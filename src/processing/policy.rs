//! # Error Handling Policy
//!
//! Decides whether processing continues after a record failure or stops the
//! remainder of the batch. Sources with order-dependent delivery default to
//! stopping: processing record N+1 after record N failed would break ordering
//! once the platform redelivers from the failure point.

use serde::{Deserialize, Serialize};
use std::fmt;
use std::str::FromStr;

/// Delivery guarantee of the source a batch came from
#[derive(Debug, Clone, Copy, PartialEq, Eq, Hash, Serialize, Deserialize)]
#[serde(rename_all = "snake_case")]
pub enum SourceOrdering {
    /// Shard or partition ordered streams, FIFO queues
    Ordered,
    /// Standard queues
    Unordered,
}

impl SourceOrdering {
    pub fn is_ordered(self) -> bool {
        self == SourceOrdering::Ordered
    }
}

/// What the engine does once a record handler fails
#[derive(Debug, Clone, Copy, PartialEq, Eq, Hash, Serialize, Deserialize)]
#[serde(rename_all = "snake_case")]
pub enum ErrorHandlingPolicy {
    /// Attempt every record; report every failure
    ContinueOnFailure,
    /// Halt at the first failure; everything not yet attempted is reported
    /// as unprocessed
    StopOnFirstFailure,
}

impl ErrorHandlingPolicy {
    /// Default policy for a source with the given ordering guarantee
    pub fn for_ordering(ordering: SourceOrdering) -> Self {
        match ordering {
            SourceOrdering::Ordered => ErrorHandlingPolicy::StopOnFirstFailure,
            SourceOrdering::Unordered => ErrorHandlingPolicy::ContinueOnFailure,
        }
    }

    pub fn stops_on_failure(self) -> bool {
        self == ErrorHandlingPolicy::StopOnFirstFailure
    }

    pub fn as_str(self) -> &'static str {
        match self {
            ErrorHandlingPolicy::ContinueOnFailure => "continue_on_failure",
            ErrorHandlingPolicy::StopOnFirstFailure => "stop_on_first_failure",
        }
    }
}

impl fmt::Display for ErrorHandlingPolicy {
    fn fmt(&self, f: &mut fmt::Formatter<'_>) -> fmt::Result {
        f.write_str(self.as_str())
    }
}

/// How the policy for one invocation is chosen
#[derive(Debug, Clone, Copy, PartialEq, Eq, Hash, Default, Serialize, Deserialize)]
#[serde(try_from = "String", into = "String")]
pub enum PolicySelection {
    /// Pick the policy from the ordering guarantee of the event's source
    #[default]
    DeriveFromEvent,
    /// Always use the given policy
    Explicit(ErrorHandlingPolicy),
}

impl PolicySelection {
    pub fn resolve(self, ordering: SourceOrdering) -> ErrorHandlingPolicy {
        match self {
            PolicySelection::DeriveFromEvent => ErrorHandlingPolicy::for_ordering(ordering),
            PolicySelection::Explicit(policy) => policy,
        }
    }

    pub fn as_str(self) -> &'static str {
        match self {
            PolicySelection::DeriveFromEvent => "derive_from_event",
            PolicySelection::Explicit(policy) => policy.as_str(),
        }
    }
}

impl From<ErrorHandlingPolicy> for PolicySelection {
    fn from(policy: ErrorHandlingPolicy) -> Self {
        PolicySelection::Explicit(policy)
    }
}

impl FromStr for PolicySelection {
    type Err = String;

    fn from_str(s: &str) -> Result<Self, Self::Err> {
        match s.trim().to_ascii_lowercase().replace('-', "_").as_str() {
            "derive_from_event" | "derive" => Ok(PolicySelection::DeriveFromEvent),
            "stop_on_first_failure" | "stop" => Ok(PolicySelection::Explicit(
                ErrorHandlingPolicy::StopOnFirstFailure,
            )),
            "continue_on_failure" | "continue" => Ok(PolicySelection::Explicit(
                ErrorHandlingPolicy::ContinueOnFailure,
            )),
            other => Err(format!("Unknown error handling policy: {other}")),
        }
    }
}

impl TryFrom<String> for PolicySelection {
    type Error = String;

    fn try_from(value: String) -> Result<Self, Self::Error> {
        value.parse()
    }
}

impl From<PolicySelection> for String {
    fn from(selection: PolicySelection) -> Self {
        selection.as_str().to_string()
    }
}

impl fmt::Display for PolicySelection {
    fn fmt(&self, f: &mut fmt::Formatter<'_>) -> fmt::Result {
        f.write_str(self.as_str())
    }
}
//! # Event Models
//!
//! Serde shapes of the batch events the engine understands out of the box.
//! Each record type implements [`RecordBody`] so that typed handlers can
//! decode its payload.

pub mod dynamodb;
pub mod kinesis;
pub mod sqs;

pub use dynamodb::{DynamoDbEvent, DynamoDbEventRecord, StreamRecord};
pub use kinesis::{KinesisEvent, KinesisEventRecord, KinesisRecord};
pub use sqs::{SqsEvent, SqsMessage, SqsMessageAttribute};

use crate::processing::errors::HandlerError;
use serde::de::DeserializeOwned;

/// Records that carry a JSON payload
pub trait RecordBody {
    fn deserialize_body<T: DeserializeOwned>(&self) -> Result<T, HandlerError>;
}
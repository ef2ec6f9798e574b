//! # Batch Configuration
//!
//! Process-level settings read once at cold start from `BATCH_*` environment
//! variables and layered over built-in defaults.

use crate::constants::{defaults, ENV_PREFIX};
use crate::error::{BatchError, Result};
use crate::processing::policy::PolicySelection;
use ::config::{Config, Environment};
use serde::{Deserialize, Serialize};
use std::collections::HashMap;

#[derive(Debug, Clone, PartialEq, Eq, Serialize, Deserialize)]
#[serde(default)]
pub struct BatchConfig {
    /// `BATCH_PARALLEL_ENABLED`
    pub parallel_enabled: bool,
    /// `BATCH_MAX_DEGREE_OF_PARALLELISM`, unset for no limit
    pub max_degree_of_parallelism: Option<usize>,
    /// `BATCH_ERROR_HANDLING_POLICY`
    pub error_handling_policy: PolicySelection,
    /// `BATCH_THROW_ON_FULL_BATCH_FAILURE`
    pub throw_on_full_batch_failure: bool,
}

impl Default for BatchConfig {
    fn default() -> Self {
        Self {
            parallel_enabled: defaults::PARALLEL_ENABLED,
            max_degree_of_parallelism: None,
            error_handling_policy: PolicySelection::DeriveFromEvent,
            throw_on_full_batch_failure: defaults::THROW_ON_FULL_BATCH_FAILURE,
        }
    }
}

impl BatchConfig {
    /// Loads configuration from the process environment
    pub fn from_env() -> Result<Self> {
        Self::load(Self::environment())
    }

    /// Loads configuration from an explicit set of variables instead of the
    /// process environment
    pub fn from_env_map(vars: HashMap<String, String>) -> Result<Self> {
        Self::load(Self::environment().source(Some(vars)))
    }

    fn environment() -> Environment {
        Environment::with_prefix(ENV_PREFIX).try_parsing(true)
    }

    fn load(environment: Environment) -> Result<Self> {
        let config: BatchConfig = Config::builder()
            .set_default("parallel_enabled", defaults::PARALLEL_ENABLED)?
            .set_default(
                "throw_on_full_batch_failure",
                defaults::THROW_ON_FULL_BATCH_FAILURE,
            )?
            .set_default("error_handling_policy", defaults::ERROR_HANDLING_POLICY)?
            .add_source(environment)
            .build()?
            .try_deserialize()?;

        config.validate()?;
        tracing::debug!(config = ?config, "batch configuration loaded");
        Ok(config)
    }

    pub fn validate(&self) -> Result<()> {
        if self.max_degree_of_parallelism == Some(0) {
            return Err(BatchError::ConfigurationError(
                "max_degree_of_parallelism must be at least 1".to_string(),
            ));
        }
        Ok(())
    }
}
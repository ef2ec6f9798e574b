//! # Failure Taxonomy
//!
//! Every record that did not complete successfully carries exactly one
//! [`RecordError`]. The same values are bundled into an
//! [`AggregateProcessingError`] when the batch has to be retried as a unit.

use serde::{Deserialize, Serialize};
use std::fmt;
use thiserror::Error;

/// Error type returned by record handlers.
///
/// Handlers can `?` any error type; the original error is preserved as the
/// source of the resulting [`RecordError`].
pub type HandlerError = anyhow::Error;

/// Discriminant of a [`RecordError`]
#[derive(Debug, Clone, Copy, PartialEq, Eq, Hash, Serialize, Deserialize)]
#[serde(rename_all = "snake_case")]
pub enum FailureKind {
    /// The handler was never invoked for the record
    Unprocessed,
    /// The handler ran and failed
    HandlerFailed,
    /// The handler failed and this failure stopped the batch
    CircuitBroken,
}

impl fmt::Display for FailureKind {
    fn fmt(&self, f: &mut fmt::Formatter<'_>) -> fmt::Result {
        match self {
            FailureKind::Unprocessed => write!(f, "Unprocessed"),
            FailureKind::HandlerFailed => write!(f, "Handler Failed"),
            FailureKind::CircuitBroken => write!(f, "Circuit Broken"),
        }
    }
}

#[derive(Debug, Error)]
pub enum RecordError {
    #[error("Record {record_id} was not processed: batch processing stopped before reaching it")]
    Unprocessed { record_id: String },

    #[error("Record handler failed for {record_id}: {source}")]
    HandlerFailed {
        record_id: String,
        #[source]
        source: HandlerError,
    },

    #[error("Record handler failed for {record_id} and stopped the batch: {source}")]
    CircuitBroken {
        record_id: String,
        #[source]
        source: HandlerError,
    },
}

impl RecordError {
    pub fn handler_failed(record_id: impl Into<String>, source: HandlerError) -> Self {
        RecordError::HandlerFailed {
            record_id: record_id.into(),
            source,
        }
    }

    pub fn record_id(&self) -> &str {
        match self {
            RecordError::Unprocessed { record_id }
            | RecordError::HandlerFailed { record_id, .. }
            | RecordError::CircuitBroken { record_id, .. } => record_id,
        }
    }

    pub fn kind(&self) -> FailureKind {
        match self {
            RecordError::Unprocessed { .. } => FailureKind::Unprocessed,
            RecordError::HandlerFailed { .. } => FailureKind::HandlerFailed,
            RecordError::CircuitBroken { .. } => FailureKind::CircuitBroken,
        }
    }

    /// The error raised by the handler, if the handler ran at all
    pub fn handler_error(&self) -> Option<&HandlerError> {
        match self {
            RecordError::Unprocessed { .. } => None,
            RecordError::HandlerFailed { source, .. } | RecordError::CircuitBroken { source, .. } => {
                Some(source)
            }
        }
    }

    pub fn was_attempted(&self) -> bool {
        !matches!(self, RecordError::Unprocessed { .. })
    }

    /// Re-labels a handler failure as the one that tripped the breaker.
    pub(crate) fn into_circuit_broken(self) -> Self {
        match self {
            RecordError::HandlerFailed { record_id, source } => {
                RecordError::CircuitBroken { record_id, source }
            }
            other => other,
        }
    }
}

/// Raised instead of a partial result when nothing in the batch succeeded
/// under a stop-on-first-failure policy.
///
/// Holds one error per record, in batch order.
#[derive(Debug, Error)]
#[error("{}", summarize(.errors))]
pub struct AggregateProcessingError {
    errors: Vec<RecordError>,
}

impl AggregateProcessingError {
    pub fn new(errors: Vec<RecordError>) -> Self {
        Self { errors }
    }

    pub fn errors(&self) -> &[RecordError] {
        &self.errors
    }

    pub fn into_errors(self) -> Vec<RecordError> {
        self.errors
    }

    pub fn len(&self) -> usize {
        self.errors.len()
    }

    pub fn is_empty(&self) -> bool {
        self.errors.is_empty()
    }

    pub fn record_ids(&self) -> Vec<&str> {
        self.errors.iter().map(RecordError::record_id).collect()
    }

    pub fn attempted_count(&self) -> usize {
        self.errors.iter().filter(|e| e.was_attempted()).count()
    }

    pub fn unprocessed_count(&self) -> usize {
        self.errors.len() - self.attempted_count()
    }

    /// The handler error of the record that stopped the batch
    pub fn circuit_breaker_cause(&self) -> Option<&HandlerError> {
        self.errors
            .iter()
            .find(|e| e.kind() == FailureKind::CircuitBroken)
            .and_then(RecordError::handler_error)
    }
}

fn summarize(errors: &[RecordError]) -> String {
    let attempted = errors.iter().filter(|e| e.was_attempted()).count();
    format!(
        "All {} records of the batch failed ({} attempted, {} unprocessed); the entire batch must be retried",
        errors.len(),
        attempted,
        errors.len() - attempted
    )
}

#[cfg(test)]
mod tests {
    use super::*;
    use anyhow::anyhow;
    use std::error::Error as _;

    #[test]
    fn test_kind_and_record_id() {
        let err = RecordError::handler_failed("msg-1", anyhow!("boom"));
        assert_eq!(err.kind(), FailureKind::HandlerFailed);
        assert_eq!(err.record_id(), "msg-1");
        assert!(err.was_attempted());

        let err = RecordError::Unprocessed {
            record_id: "msg-2".to_string(),
        };
        assert_eq!(err.kind(), FailureKind::Unprocessed);
        assert!(err.handler_error().is_none());
        assert!(!err.was_attempted());
    }

    #[test]
    fn test_into_circuit_broken_keeps_cause() {
        let err = RecordError::handler_failed("msg-1", anyhow!("downstream unavailable"))
            .into_circuit_broken();

        assert_eq!(err.kind(), FailureKind::CircuitBroken);
        assert_eq!(
            err.handler_error().map(|e| e.to_string()),
            Some("downstream unavailable".to_string())
        );
        assert!(err.source().is_some());
    }

    #[test]
    fn test_into_circuit_broken_leaves_unprocessed_alone() {
        let err = RecordError::Unprocessed {
            record_id: "msg-3".to_string(),
        }
        .into_circuit_broken();
        assert_eq!(err.kind(), FailureKind::Unprocessed);
    }

    #[test]
    fn test_aggregate_counts() {
        let aggregate = AggregateProcessingError::new(vec![
            RecordError::handler_failed("1", anyhow!("bad payload")).into_circuit_broken(),
            RecordError::Unprocessed {
                record_id: "2".to_string(),
            },
            RecordError::Unprocessed {
                record_id: "3".to_string(),
            },
        ]);

        assert_eq!(aggregate.len(), 3);
        assert_eq!(aggregate.attempted_count(), 1);
        assert_eq!(aggregate.unprocessed_count(), 2);
        assert_eq!(aggregate.record_ids(), vec!["1", "2", "3"]);
        assert_eq!(
            aggregate.circuit_breaker_cause().map(|e| e.to_string()),
            Some("bad payload".to_string())
        );
        assert_eq!(
            aggregate.to_string(),
            "All 3 records of the batch failed (1 attempted, 2 unprocessed); the entire batch must be retried"
        );
    }

    #[test]
    fn test_failure_kind_serializes_snake_case() {
        let json = serde_json::to_string(&FailureKind::CircuitBroken).unwrap();
        assert_eq!(json, "\"circuit_broken\"");
    }
}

....

Retype, exactly and in full, the lines above from the one containing "pub fn len(&self)" through the one containing "that stopped the batch".

    pub fn len(&self) -> usize {
        self.errors.len()
    }

    pub fn is_empty(&self) -> bool {
        self.errors.is_empty()
    }

    pub fn record_ids(&self) -> Vec<&str> {
        self.errors.iter().map(RecordError::record_id).collect()
    }

    pub fn attempted_count(&self) -> usize {
        self.errors.iter().filter(|e| e.was_attempted()).count()
    }

    pub fn unprocessed_count(&self) -> usize {
        self.errors.len() - self.attempted_count()
    }

    /// The handler error of the record that stopped the batch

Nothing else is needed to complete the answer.